The major closed model providers as of March 2026 are OpenAI, Anthropic, and Google (for their Gemini API models). Each offers capabilities that open models have not yet fully matched on every dimension, though the gap has narrowed to near-zero on coding and knowledge benchmarks.

OpenAI (GPT-5.4 Family)

GPT-5.4: $2.50/$15 per MTok (input/output), 1.05M token context window
GPT-5.4 mini: $0.75/$4.50 per MTok, 400K context, released March 17, 2026
GPT-5.4 nano: $0.20/$1.25 per MTok, released March 17, 2026

GPT-5.4 represents the current frontier for general-purpose language models.
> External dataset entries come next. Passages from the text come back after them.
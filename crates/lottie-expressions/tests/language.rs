use lottie_expressions::{ErrorKind, EvaluationContext, ExpressionError, RunOptions, Script, Value};

fn run(source: &str) -> Result<Value, ExpressionError> {
    let ctx = EvaluationContext::new(0.0, 30.0);
    let options = RunOptions {
        strict: true,
        ..RunOptions::default()
    };
    Script::compile(source).run(&ctx, options)
}

fn number(source: &str) -> f64 {
    match run(source) {
        Ok(value) => value
            .to_number()
            .unwrap_or_else(|| panic!("`{}` produced {:?}", source, value)),
        Err(err) => panic!("`{}` failed: {}", source, err),
    }
}

fn boolean(source: &str) -> bool {
    match run(source) {
        Ok(Value::Bool(b)) => b,
        other => panic!("`{}` produced {:?}", source, other),
    }
}

mod control_flow {
    use super::*;

    #[test]
    fn test_loops() {
        assert_eq!(number("var x = 0; while (x != 3) { x += 1 }; x"), 3.0);
        assert_eq!(number("var x = 0\ndo {\n  x += 1\n} while (x != 3)\nx"), 3.0);
        assert_eq!(number("var i = 0\nfor (;;) { i++; if (i >= 3) break }\ni"), 3.0);
    }

    #[test]
    fn test_continue_rechecks_condition() {
        let source = r#"
            var x = 0
            for (var i = 0; i < 3; i++) {
                if (i % 2 == 1) continue
                x += 1
            }
            x
        "#;
        assert_eq!(number(source), 2.0);
    }

    #[test]
    fn test_statements_after_nested_blocks() {
        let source = r#"
            var n = 0
            for (var i = 0; i < 3; i++) {
                if (i % 2 == 1) {
                    continue
                }
                n += 1
            }
            n
        "#;
        assert_eq!(number(source), 2.0);

        let source = r#"
            var total = 0
            for (var i = 0; i < 3; i++) {
                var j = 0
                while (j < i) {
                    j++
                }
                total += j
            }
            total
        "#;
        assert_eq!(number(source), 3.0);

        let source = r#"
            var hits = 0
            var k = 0
            while (k < 4) {
                for (var m = 0; m < 2; m++) {
                    hits++
                }
                if (k == 1) {
                    hits += 10
                } else {
                    hits += 0
                }
                k++
            }
            hits
        "#;
        assert_eq!(number(source), 18.0);

        assert_eq!(number("var n = 0
{ if (n == 0) n = 2; n = n + 1 }
n"), 3.0);
    }

    #[test]
    fn test_braceless_do_while() {
        assert_eq!(number("var i = 0
do i++
while (i < 3)
i"), 3.0);
        assert_eq!(number("var i = 5
do
  i += 1
while (i < 3)
i"), 6.0);
    }

    #[test]
    fn test_var_survives_loop_but_let_does_not() {
        assert_eq!(number("for (var i = 0; i < 4; i++) {}\ni"), 4.0);

        let err = run("for (let j = 0; j < 4; j++) {}\nj").unwrap_err();
        assert_eq!(err.kind(), ErrorKind::Reference);

        let err = run("if (true) { let y = 1 }\ny").unwrap_err();
        assert_eq!(err.kind(), ErrorKind::Reference);

        let err = run("var k = 0\nwhile (k < 2) { let w = k; k++ }\nw").unwrap_err();
        assert_eq!(err.kind(), ErrorKind::Reference);

        let err = run("var k = 0\ndo { const w = k; k++ } while (k < 2)\nw").unwrap_err();
        assert_eq!(err.kind(), ErrorKind::Reference);
    }

    #[test]
    fn test_truthiness() {
        assert_eq!(number("var n = 0\nif (\"\") { n = 1 } else { n = 2 }\nn"), 2.0);
        assert_eq!(number("var n = 0\nif (0 / 0) { n = 1 } else { n = 2 }\nn"), 2.0);
        assert_eq!(number("var n = 0\nif ([0]) { n = 1 } else { n = 2 }\nn"), 1.0);
    }

    #[test]
    fn test_lenient_run_keeps_going() {
        let ctx = EvaluationContext::new(0.0, 30.0);
        let script = Script::compile("var a = 5\nunknownFn(a)\na * 2");
        let value = script.run(&ctx, RunOptions::default()).unwrap();
        assert_eq!(value.to_number(), Some(10.0));
    }
}

mod functions {
    use super::*;

    #[test]
    fn test_default_parameters() {
        assert_eq!(number("function f(a, b = 2) { return a + b }\nf(1)"), 3.0);
        assert_eq!(number("function f(a, b = 2) { return a + b }\nf(2, 3)"), 5.0);
        assert_eq!(number("function f(a = 1, b = 2) { return a + b }\nf()"), 3.0);
    }

    #[test]
    fn test_named_arguments_bind_by_name() {
        assert_eq!(
            number("function f(a, b = 2) { return a - b }\nf(b = 10, a = 1)"),
            -9.0
        );
    }

    #[test]
    fn test_missing_argument() {
        let err = run("function f(a) { return a }\nf()").unwrap_err();
        assert_eq!(err.kind(), ErrorKind::MissingArgument);
        assert_eq!(
            err.to_string(),
            "'a' argument of 'f' function is missing"
        );
    }

    #[test]
    fn test_rest_parameter() {
        let source = r#"
            function sum(first, ...rest) {
                var total = first
                for (var i = 0; i < rest.length; i++) {
                    total += rest[i]
                }
                return total
            }
            sum(1, 2, 3, 4)
        "#;
        assert_eq!(number(source), 10.0);
        assert_eq!(number("function count(...items) { return items.length }\ncount()"), 0.0);

        let err = run("function bad(...rest, last) { return last }").unwrap_err();
        assert_eq!(err.kind(), ErrorKind::Syntax);
        let err = run("function twice(...a, ...b) { return a }").unwrap_err();
        assert_eq!(err.kind(), ErrorKind::Syntax);
    }

    #[test]
    fn test_closures_share_outer_bindings() {
        assert_eq!(number("let n = 1\nfunction bump() { n = n + 1 }\nbump()\nn"), 2.0);

        let source = r#"
            function counter() {
                let count = 0
                return function () { count += 1; return count }
            }
            var next = counter()
            next()
            next()
            next()
        "#;
        assert_eq!(number(source), 3.0);
    }

    #[test]
    fn test_nested_function_is_not_visible_outside() {
        let source = r#"
            function outer() {
                function inner() { return 1 }
                return inner()
            }
            inner()
        "#;
        let err = run(source).unwrap_err();
        assert_eq!(err.kind(), ErrorKind::Reference);
        assert_eq!(number("function outer() {\n function inner() { return 1 }\n return inner()\n}\nouter()"), 1.0);
    }

    #[test]
    fn test_function_bodies_continue_after_nested_blocks() {
        let source = r#"
            function f() {
                var x = 0
                while (x < 3) {
                    x++
                }
                return x
            }
            f()
        "#;
        assert_eq!(number(source), 3.0);

        let source = r#"
            function clampDown(a) {
                if (a > 1) {
                    a = 1
                }
                return a
            }
            clampDown(5) + clampDown(0.5)
        "#;
        assert_eq!(number(source), 1.5);

        let source = r#"
            function firstOver(limit) {
                for (var i = 0; i < 10; i++) {
                    if (i * i > limit) {
                        return i
                    }
                }
                return -1
            }
            firstOver(10)
        "#;
        assert_eq!(number(source), 4.0);
    }

    #[test]
    fn test_recursion() {
        let source = "function r(n) {
  if (n <= 0) {
    return 0
  }
  return n + r(n - 1)
}
";
        assert_eq!(number(&format!("{}r(100)", source)), 5050.0);
        assert_eq!(number(&format!("{}r(500)", source)), 125250.0);
    }

    #[test]
    fn test_later_declarations_shadow_builtins() {
        let source = "var r = ease(1, 2, 3)
function ease(a, b, c) { return a + b + c }
r";
        assert_eq!(number(source), 6.0);
        assert_eq!(number("value = 3
var value
value * 2"), 6.0);
    }

    #[test]
    fn test_function_forms() {
        assert_eq!(number("function test(a, b) { return a + b }\ntest(1, 2)"), 3.0);

        let source = "function add(a, b) {\n  var s = a + b\n  return s\n}\nadd(1, 3)";
        assert_eq!(number(source), 4.0);

        // falling off the end yields undefined
        let value = run("function noop() { var x = 1 }\nnoop()").unwrap();
        assert!(matches!(value, Value::Undefined));
    }
}

mod values {
    use super::*;

    #[test]
    fn test_equality() {
        assert!(boolean("\"3\" == 3"));
        assert!(!boolean("\"3\" === 3"));
        assert!(boolean("3 == 3.0"));
        assert!(boolean("null == undefined"));
        assert!(!boolean("\"abc\" == 0"));
    }

    #[test]
    fn test_undeclared_assignment_is_reference_error() {
        let err = run("ghost = 4").unwrap_err();
        assert_eq!(err.kind(), ErrorKind::Reference);
        assert_eq!(err.to_string(), "ReferenceError: ghost is not defined");
    }

    #[test]
    fn test_const_cannot_be_reassigned() {
        assert!(run("const k = 1\nk = 2").is_err());
    }

    #[test]
    fn test_vector_arithmetic() {
        let value = run("[1, 2] + [3, 4]").unwrap();
        assert_eq!(value.components(), Some(vec![4.0, 6.0]));

        let value = run("var v = [10, 20] * 0.5\nv[1]").unwrap();
        assert_eq!(value.to_number(), Some(10.0));
    }
}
Its architecture details are not published, but it scores 75% on OSWorld-Verified (above the 72.4% human baseline for computer use tasks) and leads on many reasoning benchmarks. The nano variant is aggressively priced, undercutting many open-model API providers.

Note that OpenAI now straddles both sides of the open/closed divide: GPT-5.4 remains fully closed, while GPT-OSS (described above) is open-weight under Apache 2.0. This dual strategy lets OpenAI compete in both markets.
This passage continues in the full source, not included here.